Below is the tricky sort() implementation
/**
* Sorts a list using the inseriton sort algorithm.
*
* @param list The list to sort.
* @return a new List containing the objects from the original List in sorted order.
*/
public List sort(List list) {
assert list != null : "list cannot be null";
final List result = new LinkedList();
sort(list, result);
return result;
}
void sort(List list, final List result) {
assert list != null : "list can't be null";
assert result != null : "result can't be null";
Iterator it = list.iterator();
for (it.first(); !it.isDone(); it.next()) {
int slot = result.size();
while (slot > 0) {
if (_comparator.compare(it.current(), result.get(slot - 1)) >= 0) {
break;
}
--slot;
}
result.insert(slot, it.current());
}
}
12) A priority queue is a queue that supports accessing items from the largest to the smallest.The point is that the priority queue has a mechanism to determine which item is the largest (a comparator)
and provides access to the largest item in the queue at any given time.
13) A heap is simply a binary tree structure in which each element is larger than its two children. This is known as the heap condition.
14) Binary searching is a technique for locating items in a sorted list. A binary search takes advantage of certain characteristics of sorted lists that a simple linear search doesn’t. Indeed, whereas a bruteforce linear search runs in O(N) time, a binary search runs in O(log N), assuming the data to be searched is sorted.
The actual performance of binary searching is excellent as long as you are using a data structure (such as an array list) that supports fast, indexed-based lookup.When using a linked list, for example, although the number of comparisons remains the same as for an array list, the continual traversal of the list to find the next item for comparison imposes considerable time penalties.
15)Binary searching uses a divide-and-conquer approach to locating a search key and in doing so achieves an average number of comparisons that approaches O(log N).

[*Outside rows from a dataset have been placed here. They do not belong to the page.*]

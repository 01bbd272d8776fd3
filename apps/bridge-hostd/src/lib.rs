//! Library half of the Host binary: everything `main.rs` wires together,
//! factored out so integration tests can drive a full host without
//! spawning a subprocess.

pub mod cli;
pub mod config;
pub mod console;
pub mod host;
pub mod lock;
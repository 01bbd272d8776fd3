use async_trait::async_trait;
use iroh::endpoint::Endpoint;
use tokio::sync::mpsc;
use tracing::{debug, warn};

use crate::socket::BoxedSocket;
use crate::topic::{Topic, TOPIC_BYTES};
use crate::{ConnectError, PeerConnector, PeerListener};

/// ALPN identifying this protocol during the QUIC handshake (spec §1: the
/// overlay transport is an out-of-scope collaborator; this is the one
/// detail the core's transport adapter must agree on with its peers). Not a
/// `gossip`/broadcast topic — each peer gets its own direct bidirectional
/// QUIC stream, since this protocol is a request/response-with-streaming
/// relationship between exactly two parties, not a pub-sub chat room.
pub const BRIDGE_ALPN: &[u8] = b"inference-bridge/1";

/// A direct `iroh`-backed peer listener: the Host's identity is an `iroh`
/// node keypair whose public key bytes *are* the 32-byte [`Topic`] (spec
/// §6's "Topic encoding" — the same "32-byte public key shared out-of-band"
/// identity scheme used across the pack's peer-to-peer examples).
pub struct IrohListener {
    topic: Topic,
    endpoint: Endpoint,
    incoming_rx: tokio::sync::Mutex<mpsc::Receiver<BoxedSocket>>,
}

impl IrohListener {
    /// Binds a fresh `iroh` endpoint under [`BRIDGE_ALPN`] and spawns the
    /// accept loop that turns inbound connections into [`BoxedSocket`]s.
    /// The node keypair (and therefore the [`Topic`]) is freshly generated
    /// on every call.
    pub async fn bind() -> anyhow::Result<Self> {
        Self::bind_with_seed(None).await
    }

    /// Same as [`Self::bind`], but if `seed` holds exactly [`TOPIC_BYTES`]
    /// bytes, the endpoint's keypair (and so its [`Topic`]) is derived
    /// deterministically from it instead of generated fresh. This is how an
    /// operator pins a stable Server ID across restarts of the same host
    /// (`BIND_TOPIC_SEED`); a seed of any other length is ignored.
    pub async fn bind_with_seed(seed: Option<&[u8]>) -> anyhow::Result<Self> {
        let mut builder = Endpoint::builder().alpns(vec![BRIDGE_ALPN.to_vec()]);
        if let Some(seed) = seed {
            if let Ok(bytes) = <[u8; TOPIC_BYTES]>::try_from(seed) {
                builder = builder.secret_key(iroh::SecretKey::from_bytes(&bytes));
            }
        }
        let endpoint = builder.bind().await?;
        let topic = Topic::from_bytes(*endpoint.id().as_bytes());

        let (incoming_tx, incoming_rx) = mpsc::channel(16);
        let accept_endpoint = endpoint.clone();
        tokio::spawn(async move {
            while let Some(incoming) = accept_endpoint.accept().await {
                let tx = incoming_tx.clone();
                tokio::spawn(async move {
                    match accept_one(incoming).await {
                        Ok(socket) => {
                            if tx.send(socket).await.is_err() {
                                debug!("listener shut down before a pending connection completed");
                            }
                        }
                        Err(e) => warn!(error = %e, "dropping peer connection that failed handshake"),
                    }
                });
            }
        });

        Ok(Self {
            topic,
            endpoint,
            incoming_rx: tokio::sync::Mutex::new(incoming_rx),
        })
    }

    pub fn endpoint(&self) -> &Endpoint {
        &self.endpoint
    }
}

async fn accept_one(incoming: iroh::endpoint::Incoming) -> anyhow::Result<BoxedSocket> {
    let connection = incoming.accept()?.await?;
    let (send, recv) = connection.accept_bi().await?;
    Ok(Box::pin(tokio::io::join(recv, send)))
}

#[async_trait]
impl PeerListener for IrohListener {
    fn topic(&self) -> Topic {
        self.topic
    }

    async fn accept(&self) -> Option<BoxedSocket> {
        self.incoming_rx.lock().await.recv().await
    }
}

/// A direct `iroh`-backed peer connector: dials the Host's `iroh` node by
/// treating the [`Topic`] bytes as its public key, opens one bidirectional
/// stream under [`BRIDGE_ALPN`], and hands the joined stream back as a
/// single duplex socket.
pub struct IrohConnector {
    endpoint: Endpoint,
}

impl IrohConnector {
    pub async fn bind() -> anyhow::Result<Self> {
        let endpoint = Endpoint::builder().bind().await?;
        Ok(Self { endpoint })
    }
}

#[async_trait]
impl PeerConnector for IrohConnector {
    async fn connect(&self, topic: Topic) -> Result<BoxedSocket, ConnectError> {
        let endpoint_id = iroh::EndpointId::from_bytes(topic.as_bytes())
            .map_err(|e| ConnectError::HostOffline(format!("invalid node id: {e}")))?;
        let connection = self
            .endpoint
            .connect(endpoint_id, BRIDGE_ALPN)
            .await
            .map_err(|e| ConnectError::HostOffline(e.to_string()))?;
        let (send, recv) = connection
            .open_bi()
            .await
            .map_err(|e| ConnectError::HostOffline(e.to_string()))?;
        Ok(Box::pin(tokio::io::join(recv, send)))
    }
}

// Kept in sync with `Topic::TOPIC_BYTES`: an `iroh` node id is exactly this
// many bytes (an Ed25519 public key), which is why `Topic` can be used
// directly as node-id storage without a conversion layer.
const _: () = assert!(TOPIC_BYTES == 32);
//! Library half of the Client binary: the interactive console loop,
//! factored out so integration tests can drive it over an in-memory
//! socket instead of a real transport.

pub mod console;
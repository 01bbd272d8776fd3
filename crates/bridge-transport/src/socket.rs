use std::pin::Pin;

use tokio::io::{AsyncRead, AsyncWrite};

/// A duplex byte stream to one peer, the narrow capability `bridge-core`'s
/// session (C5) and `bridge-client`'s driver (C7) actually depend on.
/// Blanket-implemented for anything that is already `AsyncRead + AsyncWrite
/// + Unpin + Send` — a raw TCP/QUIC stream, an `iroh` bidirectional stream
/// pair joined with [`tokio::io::join`], or an in-memory `tokio::io::duplex`
/// half used in tests.
pub trait PeerSocket: AsyncRead + AsyncWrite + Unpin + Send {}

impl<T: AsyncRead + AsyncWrite + Unpin + Send> PeerSocket for T {}

/// A type-erased [`PeerSocket`], handed from a listener/connector to the
/// core/client crates so neither needs to know which transport produced it.
pub type BoxedSocket = Pin<Box<dyn PeerSocket>>;
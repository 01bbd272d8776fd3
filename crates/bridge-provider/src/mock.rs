use std::collections::{HashMap, VecDeque};
use std::sync::Arc;
use std::time::Duration;

use async_trait::async_trait;
use bridge_protocol::{ErrorCode, RequestId};
use tokio::sync::{Mutex, Notify};
use tokio::time::Instant;

use crate::provider::{HealthStatus, InferenceProvider, Sink};
use crate::CHUNK_IDLE_TIMEOUT;

/// One step of a scripted generation, with an optional delay before it
/// fires (used to simulate provider think-time, including stalls long
/// enough to trip the chunk-idle timeout).
#[derive(Debug, Clone)]
pub struct ScriptStep {
    pub delay: Duration,
    pub action: ScriptAction,
}

#[derive(Debug, Clone)]
pub enum ScriptAction {
    Chunk(String),
    End,
    Error(ErrorCode, String),
}

impl ScriptStep {
    pub fn chunk(text: impl Into<String>) -> Self {
        Self {
            delay: Duration::ZERO,
            action: ScriptAction::Chunk(text.into()),
        }
    }

    pub fn end() -> Self {
        Self {
            delay: Duration::ZERO,
            action: ScriptAction::End,
        }
    }

    pub fn error(code: ErrorCode, message: impl Into<String>) -> Self {
        Self {
            delay: Duration::ZERO,
            action: ScriptAction::Error(code, message.into()),
        }
    }

    /// A stall long enough that, inserted between two chunks, trips the
    /// chunk-idle timeout. Carries no payload of its own — it just delays
    /// whatever the next queued step is, without resetting the idle timer
    /// (unlike a delivered chunk).
    pub fn stall(duration: Duration) -> Self {
        Self {
            delay: duration,
            action: ScriptAction::End,
        }
    }
}

#[derive(Default)]
struct MockInner {
    scripts: VecDeque<Vec<ScriptStep>>,
    abort_signals: HashMap<String, Arc<Notify>>,
    healthy: bool,
}

/// A deterministic in-memory [`InferenceProvider`] double (spec §9: "a
/// test implementation simulates chunk streams and arbitrary failure
/// modes"). Each call to `generate` pops the next queued script; if none
/// is queued, it immediately emits a `GENERATION_FAILED` error so a
/// misconfigured test fails loudly rather than hanging.
pub struct MockProvider {
    inner: Mutex<MockInner>,
}

impl Default for MockProvider {
    fn default() -> Self {
        Self::new()
    }
}

impl MockProvider {
    pub fn new() -> Self {
        Self {
            inner: Mutex::new(MockInner {
                scripts: VecDeque::new(),
                abort_signals: HashMap::new(),
                healthy: true,
            }),
        }
    }

    /// Queues a script to be consumed by the next `generate` call.
    pub async fn push_script(&self, steps: Vec<ScriptStep>) {
        self.inner.lock().await.scripts.push_back(steps);
    }

    /// Marks the provider unreachable for subsequent `health()` calls.
    pub async fn set_unhealthy(&self) {
        self.inner.lock().await.healthy = false;
    }

    async fn pop_script(&self) -> Vec<ScriptStep> {
        self.inner.lock().await.scripts.pop_front().unwrap_or_else(|| {
            vec![ScriptStep::error(
                ErrorCode::GenerationFailed,
                "no script queued for MockProvider",
            )]
        })
    }

    async fn register(&self, request_id: &str) -> Arc<Notify> {
        let notify = Arc::new(Notify::new());
        self.inner
            .lock()
            .await
            .abort_signals
            .insert(request_id.to_owned(), notify.clone());
        notify
    }

    async fn unregister(&self, request_id: &str) {
        self.inner.lock().await.abort_signals.remove(request_id);
    }
}

#[async_trait]
impl InferenceProvider for MockProvider {
    async fn health(&self) -> HealthStatus {
        if self.inner.lock().await.healthy {
            HealthStatus::Ok
        } else {
            HealthStatus::Unreachable("mock provider marked unhealthy".to_owned())
        }
    }

    async fn generate(
        &self,
        request_id: RequestId,
        _model: String,
        _prompt: String,
        sink: &mut (dyn Sink + Send),
    ) {
        let script = self.pop_script().await;
        let abort_notify = self.register(&request_id).await;
        let mut idle_deadline = Instant::now() + CHUNK_IDLE_TIMEOUT;

        for step in script {
            tokio::select! {
                () = abort_notify.notified() => {
                    self.unregister(&request_id).await;
                    return;
                }
                () = tokio::time::sleep_until(idle_deadline) => {
                    sink.on_error(ErrorCode::TimeoutNoResponse, "no response from model".to_owned()).await;
                    self.unregister(&request_id).await;
                    return;
                }
                () = tokio::time::sleep(step.delay) => {
                    match step.action {
                        ScriptAction::Chunk(text) => {
                            sink.on_chunk(text).await;
                            idle_deadline = Instant::now() + CHUNK_IDLE_TIMEOUT;
                        }
                        ScriptAction::End => {
                            sink.on_end().await;
                            self.unregister(&request_id).await;
                            return;
                        }
                        ScriptAction::Error(code, message) => {
                            sink.on_error(code, message).await;
                            self.unregister(&request_id).await;
                            return;
                        }
                    }
                }
            }
        }
        self.unregister(&request_id).await;
    }

    async fn abort(&self, request_id: &str) -> bool {
        let signal = self.inner.lock().await.abort_signals.remove(request_id);
        match signal {
            Some(notify) => {
                notify.notify_one();
                true
            }
            None => false,
        }
    }
}

#[cfg(test)]
mod tests {
    use super::*;

    struct RecordingSink {
        chunks: Vec<String>,
        ended: bool,
        error: Option<(ErrorCode, String)>,
    }

    impl RecordingSink {
        fn new() -> Self {
            Self {
                chunks: Vec::new(),
                ended: false,
                error: None,
            }
        }
    }

    #[async_trait]
    impl Sink for RecordingSink {
        async fn on_chunk(&mut self, text: String) {
            self.chunks.push(text);
        }
        async fn on_end(&mut self) {
            self.ended = true;
        }
        async fn on_error(&mut self, code: ErrorCode, message: String) {
            self.error = Some((code, message));
        }
    }

    #[tokio::test]
    async fn scripted_chunks_then_end_are_delivered_in_order() {
        let provider = MockProvider::new();
        provider
            .push_script(vec![
                ScriptStep::chunk("Hello"),
                ScriptStep::chunk(" there"),
                ScriptStep::end(),
            ])
            .await;

        let mut sink = RecordingSink::new();
        provider
            .generate("r1".to_owned(), "llama3".to_owned(), "hi".to_owned(), &mut sink)
            .await;

        assert_eq!(sink.chunks, vec!["Hello".to_owned(), " there".to_owned()]);
        assert!(sink.ended);
        assert!(sink.error.is_none());
    }

    #[tokio::test]
    async fn abort_during_generation_suppresses_terminal_sink_callback() {
        let provider = Arc::new(MockProvider::new());
        provider
            .push_script(vec![
                ScriptStep::chunk("partial"),
                ScriptStep {
                    delay: Duration::from_secs(3600),
                    action: ScriptAction::End,
                },
            ])
            .await;

        let mut sink = RecordingSink::new();
        let p = provider.clone();
        let handle = tokio::spawn(async move {
            let mut sink = RecordingSink::new();
            p.generate("r1".to_owned(), "m".to_owned(), "p".to_owned(), &mut sink).await;
            sink
        });

        // Give the first chunk a chance to flow, then abort before the long stall resolves.
        tokio::time::sleep(Duration::from_millis(10)).await;
        let acked = provider.abort("r1").await;
        assert!(acked);

        sink = handle.await.unwrap();
        assert_eq!(sink.chunks, vec!["partial".to_owned()]);
        assert!(!sink.ended);
        assert!(sink.error.is_none());
    }

    #[tokio::test]
    async fn abort_of_unknown_request_id_returns_false() {
        let provider = MockProvider::new();
        assert!(!provider.abort("never-started").await);
    }

    #[tokio::test(start_paused = true)]
    async fn chunk_idle_timeout_fires_when_no_chunk_arrives_for_30_seconds() {
        let provider = MockProvider::new();
        provider
            .push_script(vec![ScriptStep::stall(Duration::from_secs(31))])
            .await;

        let mut sink = RecordingSink::new();
        provider
            .generate("r1".to_owned(), "m".to_owned(), "p".to_owned(), &mut sink)
            .await;

        assert_eq!(sink.error.as_ref().map(|(c, _)| c.clone()), Some(ErrorCode::TimeoutNoResponse));
        assert!(!sink.ended);
    }
}
use std::fs::{self, OpenOptions};
use std::io::Write;
use std::path::{Path, PathBuf};

/// Single-instance guard (spec §6 exit code `2`): a PID file at a fixed
/// path, created exclusively so a second `start` on the same machine fails
/// fast instead of racing the first for the transport and the provider.
pub struct InstanceLock {
    path: PathBuf,
}

#[derive(Debug, thiserror::Error)]
pub enum LockError {
    #[error("another instance is already running (lock held at {0})")]
    AlreadyRunning(String),
    #[error("failed to create lock file at {path}: {source}")]
    Io {
        path: String,
        #[source]
        source: std::io::Error,
    },
}

impl InstanceLock {
    pub fn default_path() -> PathBuf {
        std::env::var("BRIDGE_HOSTD_LOCK")
            .map(PathBuf::from)
            .unwrap_or_else(|_| std::env::temp_dir().join("bridge-hostd.lock"))
    }

    /// Atomically creates the lock file, failing if a live holder's PID is
    /// already recorded there. A lock file left behind by a process that no
    /// longer exists is treated as stale and reclaimed.
    pub fn acquire(path: PathBuf) -> Result<Self, LockError> {
        if let Ok(existing) = fs::read_to_string(&path) {
            if let Ok(pid) = existing.trim().parse::<u32>() {
                if process_is_alive(pid) {
                    return Err(LockError::AlreadyRunning(path.display().to_string()));
                }
            }
            let _ = fs::remove_file(&path);
        }

        let mut file = OpenOptions::new()
            .write(true)
            .create_new(true)
            .open(&path)
            .map_err(|source| LockError::Io {
                path: path.display().to_string(),
                source,
            })?;
        write!(file, "{}", std::process::id()).map_err(|source| LockError::Io {
            path: path.display().to_string(),
            source,
        })?;

        Ok(Self { path })
    }
}

impl Drop for InstanceLock {
    fn drop(&mut self) {
        let _ = fs::remove_file(&self.path);
    }
}

#[cfg(unix)]
fn process_is_alive(pid: u32) -> bool {
    Path::new(&format!("/proc/{pid}")).exists()
}

#[cfg(not(unix))]
fn process_is_alive(_pid: u32) -> bool {
    // No portable liveness check without an extra dependency; treat any
    // recorded PID as live so a stale lock on non-Unix targets still fails
    // closed rather than silently racing a second instance.
    true
}
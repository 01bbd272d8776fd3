use async_trait::async_trait;
use bridge_protocol::{ErrorCode, RequestId};

/// Outcome of [`InferenceProvider::health`] (spec §4.3).
#[derive(Debug, Clone, PartialEq, Eq)]
pub enum HealthStatus {
    Ok,
    Unreachable(String),
}

impl HealthStatus {
    pub fn is_ok(&self) -> bool {
        matches!(self, HealthStatus::Ok)
    }
}

/// The streamed-callback capability `generate` drives (spec §4.3).
///
/// `on_chunk` may fire zero or more times, in order. Exactly one of
/// `on_end`/`on_error` fires, exactly once, as the terminal callback; after
/// that, no further `on_chunk` for the same request may be delivered.
#[async_trait]
pub trait Sink: Send {
    async fn on_chunk(&mut self, text: String);
    async fn on_end(&mut self);
    async fn on_error(&mut self, code: ErrorCode, message: String);
}

/// The narrow capability the relay depends on (spec §4.3, §9): a pluggable
/// inference backend exposed as three operations, never as inheritance or
/// method overriding.
///
/// `generate` runs the full streamed generation to completion, driving
/// `sink` as data arrives, and only returns once a terminal callback has
/// fired. It never returns a `Result` of its own — every failure mode is
/// reported through `sink.on_error`, which is why a caller can treat
/// `generate` as infallible from a control-flow point of view (spec §7:
/// "every session handler is infallible from the supervisor's
/// perspective").
#[async_trait]
pub trait InferenceProvider: Send + Sync {
    async fn health(&self) -> HealthStatus;

    async fn generate(
        &self,
        request_id: RequestId,
        model: String,
        prompt: String,
        sink: &mut (dyn Sink + Send),
    );

    /// Cancel a previously started generation. Returns `true` if a
    /// cancellation was dispatched (the request was still running from this
    /// provider's point of view). Abort and completion may race; once an
    /// abort is acknowledged (`true` returned), no further `on_chunk` for
    /// `request_id` will be delivered.
    async fn abort(&self, request_id: &str) -> bool;
}
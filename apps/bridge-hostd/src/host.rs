use std::sync::Arc;

use bridge_core::{new_debug_logger, ConnectionSupervisor, DebugLogger, Relay};
use bridge_provider::InferenceProvider;
use bridge_transport::{PeerListener, Topic};
use tokio::sync::mpsc;
use tracing::info;

use crate::config::HostConfig;
use crate::console;

/// Everything a running Host needs beyond the transport: the relay, the
/// supervisor fronting it, and the in-memory debug log the console drains.
pub struct Host {
    pub relay: Arc<Relay>,
    pub supervisor: Arc<ConnectionSupervisor>,
    pub debug_log: Arc<DebugLogger>,
}

impl Host {
    pub fn new(config: &HostConfig, provider: Arc<dyn InferenceProvider>) -> Self {
        let relay = Relay::new(provider, config.host_name.clone(), config.model.clone());
        let supervisor = Arc::new(ConnectionSupervisor::with_cap(relay.clone(), config.max_clients));
        let (debug_log, _rx) = new_debug_logger(512);

        let mut status_rx = relay.subscribe();
        let log_sink = debug_log.clone();
        tokio::spawn(async move {
            loop {
                match status_rx.recv().await {
                    Ok(status) => log_sink.log(status),
                    Err(tokio::sync::broadcast::error::RecvError::Lagged(_)) => continue,
                    Err(tokio::sync::broadcast::error::RecvError::Closed) => break,
                }
            }
        });

        Self {
            relay,
            supervisor,
            debug_log,
        }
    }

    /// Accepts connections from `listener` until it closes, offering each
    /// one to the supervisor. Runs until the listener's `accept` returns
    /// `None` (transport shut down) or the supervisor is told to shut down.
    pub async fn serve(self: Arc<Self>, listener: Arc<dyn PeerListener>) {
        loop {
            if self.supervisor.is_shutting_down() {
                break;
            }
            match listener.accept().await {
                Some(socket) => {
                    let supervisor = self.supervisor.clone();
                    tokio::spawn(async move {
                        supervisor.offer(socket).await;
                    });
                }
                None => {
                    info!("transport closed, no further peers will be accepted");
                    break;
                }
            }
        }
    }

    /// Runs the stdin console loop (spec §6's admin verbs) until `stop`,
    /// `quit`, or EOF.
    pub async fn run_console(self: Arc<Self>, server_id: Topic, debug_enabled_tx: mpsc::UnboundedSender<bool>) {
        console::run(
            tokio::io::stdin(),
            self.relay.clone(),
            self.supervisor.clone(),
            server_id.to_string(),
            self.debug_log.clone(),
            debug_enabled_tx,
            false,
        )
        .await;
    }

    pub async fn shutdown(&self) {
        self.supervisor.shutdown().await;
    }
}

/// Waits for SIGTERM or Ctrl+C.
pub async fn shutdown_signal() {
    use tokio::signal;

    let ctrl_c = async {
        signal::ctrl_c()
            .await
            .expect("failed to install Ctrl+C handler");
    };

    #[cfg(unix)]
    let terminate = async {
        signal::unix::signal(signal::unix::SignalKind::terminate())
            .expect("failed to install SIGTERM handler")
            .recv()
            .await;
    };

    #[cfg(not(unix))]
    let terminate = std::future::pending::<()>();

    tokio::select! {
        _ = ctrl_c => { info!("received Ctrl+C, shutting down"); },
        _ = terminate => { info!("received SIGTERM, shutting down"); },
    }
}

#[cfg(test)]
mod tests {
    use super::*;

    #[tokio::test]
    async fn session_attach_is_reflected_in_the_debug_log() {
        let config = HostConfig {
            host_name: "test-host".to_owned(),
            model: "llama3".to_owned(),
            ollama_url: "http://localhost:11434".to_owned(),
            max_clients: bridge_core::MAX_PEERS,
            bind_topic_seed: None,
        };
        let provider = Arc::new(bridge_provider::MockProvider::new());
        let host = Host::new(&config, provider);

        let (host_side, _peer_side) = tokio::io::duplex(4096);
        host.relay.attach(host_side).await;

        for _ in 0..50 {
            if host.debug_log.entries().iter().any(|e| e.contains("attached")) {
                break;
            }
            tokio::time::sleep(std::time::Duration::from_millis(5)).await;
        }
        assert!(host.debug_log.entries().iter().any(|e| e.contains("attached")));
    }
}
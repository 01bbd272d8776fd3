use bridge_protocol::RequestId;
use parking_lot::Mutex;

/// Single-slot exclusive lock keyed by `request_id` (spec §4.4). No
/// queueing: a `chat_start` arriving while the slot is held is rejected,
/// not buffered.
///
/// `release` is a no-op unless the caller's id matches the current holder,
/// so a disorderly shutdown path can call it unconditionally without
/// clobbering a different request that acquired in the meantime.
pub struct Gate {
    slot: Mutex<Option<RequestId>>,
}

impl Default for Gate {
    fn default() -> Self {
        Self::new()
    }
}

impl Gate {
    pub fn new() -> Self {
        Self {
            slot: Mutex::new(None),
        }
    }

    /// Attempt to take the slot for `id`. Returns `true` on success.
    pub fn acquire(&self, id: RequestId) -> bool {
        let mut slot = self.slot.lock();
        if slot.is_some() {
            return false;
        }
        *slot = Some(id);
        true
    }

    /// Clear the slot, but only if it currently holds exactly `id`.
    pub fn release(&self, id: &str) {
        let mut slot = self.slot.lock();
        if slot.as_deref() == Some(id) {
            *slot = None;
        }
    }

    pub fn active(&self) -> Option<RequestId> {
        self.slot.lock().clone()
    }

    pub fn is_busy(&self) -> bool {
        self.slot.lock().is_some()
    }

    /// Unconditionally clear the slot. Reserved for supervised shutdown.
    pub fn force_release(&self) {
        *self.slot.lock() = None;
    }
}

Binary searching can be achieved efficiently using either recursion or iteration.
Binary searching works best when used with a data structure that supports fast, index-based lookup.
Binary insertion builds on binary searching to add items to a list while maintaining the sort order using O(log N!) comparisons.
Binary insertion proves to be very efficient, performing as well as—and arguably better than— some of the sorting algorithms.
16) For a balanced tree—such the height of the tree is O(log N).
17) Hashing is a technique that promises to achieve O(1) data lookup. This doesn’t mean that only one comparison will be made, but rather that the number of comparisons will remain the same, no matter how large the data set. Compare this with the O(N) search time of simple linked lists or even O(log N) for binary search trees, and hashing starts to look very attractive.
18) An example of a fairly simple yet effective hashing algorithm is the one used in the String class of the JDK. The algorithm itself is grounded in very sound mathematics.
Documentation says
/**
* Returns a hash code for this string. The hash code for a
*
String object is computed as*
* s[0]*31^(n-1) + s[1]*31^(n-2) + ... + s[n-1]
*
* using
int arithmetic, where s[i] is the* ith character of the string,
n is the length of* the string, and
^ indicates exponentiation.* (The hash value of the empty string is zero.)
*
* @return a hash code value for this object.
*/
19) One way to decide when to resize the hash table is to monitor the load factor—the ratio of stored values to available buckets. The idea is to set some threshold load factor that, when reached, will trigger a resize. Again, a balance needs to be found between space and performance efficiency. Making the load factor too low leads to a lot of wasted space. If it is too high, then the size of the buckets increases, resulting in more collisions. A load factor of around 0.75 or 75% of capacity is a fairly good trade-off between space and time.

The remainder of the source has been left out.